Assigned task: Output the entire listing below exactly as it stands.
═══
//! Colour model conversions

pub mod hsv;

pub use hsv::{Hsv, rgb_to_hsv};
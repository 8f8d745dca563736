use tracing_subscriber::prelude::*;
use tracing_subscriber::{EnvFilter, fmt::{self, format::FmtSpan}};

/// Filter used when `RUST_LOG` is unset or unparsable.
const DEFAULT_FILTER: &str = "info";

/// Installs the global subscriber.
///
/// Span close events (with their busy/idle times) are only printed when the
/// filter enables `debug`, which is how per-step pipeline timings show up.
pub fn init() {
    let env_filter = EnvFilter::try_from_default_env()
        .unwrap_or_else(|_| EnvFilter::new(DEFAULT_FILTER));

    let span_events = if env_filter.to_string().contains("debug") {
        FmtSpan::CLOSE
    } else {
        FmtSpan::NONE
    };

    let fmt_layer = fmt::layer()
        .with_target(false)
        .with_timer(fmt::time::uptime())
        .with_span_events(span_events);

    tracing_subscriber::registry()
        .with(env_filter)
        .with(fmt_layer)
        .init();
}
═══
Problem solution:
//! Colour model conversions

pub mod hsv;

pub use hsv::{Hsv, rgb_to_hsv};
repository 8f8d745dca563736
use tracing_subscriber::prelude::*;
use tracing_subscriber::{EnvFilter, fmt::{self, format::FmtSpan}};

/// Filter used when `RUST_LOG` is unset or unparsable.
const DEFAULT_FILTER: &str = "info";

/// Installs the global subscriber.
///
/// Span close events (with their busy/idle times) are only printed when the
/// filter enables `debug`, which is how per-step pipeline timings show up.
pub fn init() {
    let env_filter = EnvFilter::try_from_default_env()
        .unwrap_or_else(|_| EnvFilter::new(DEFAULT_FILTER));

    let span_events = if env_filter.to_string().contains("debug") {
        FmtSpan::CLOSE
    } else {
        FmtSpan::NONE
    };

    let fmt_layer = fmt::layer()
        .with_target(false)
        .with_timer(fmt::time::uptime())
        .with_span_events(span_events);

    tracing_subscriber::registry()
        .with(env_filter)
        .with(fmt_layer)
        .init();
}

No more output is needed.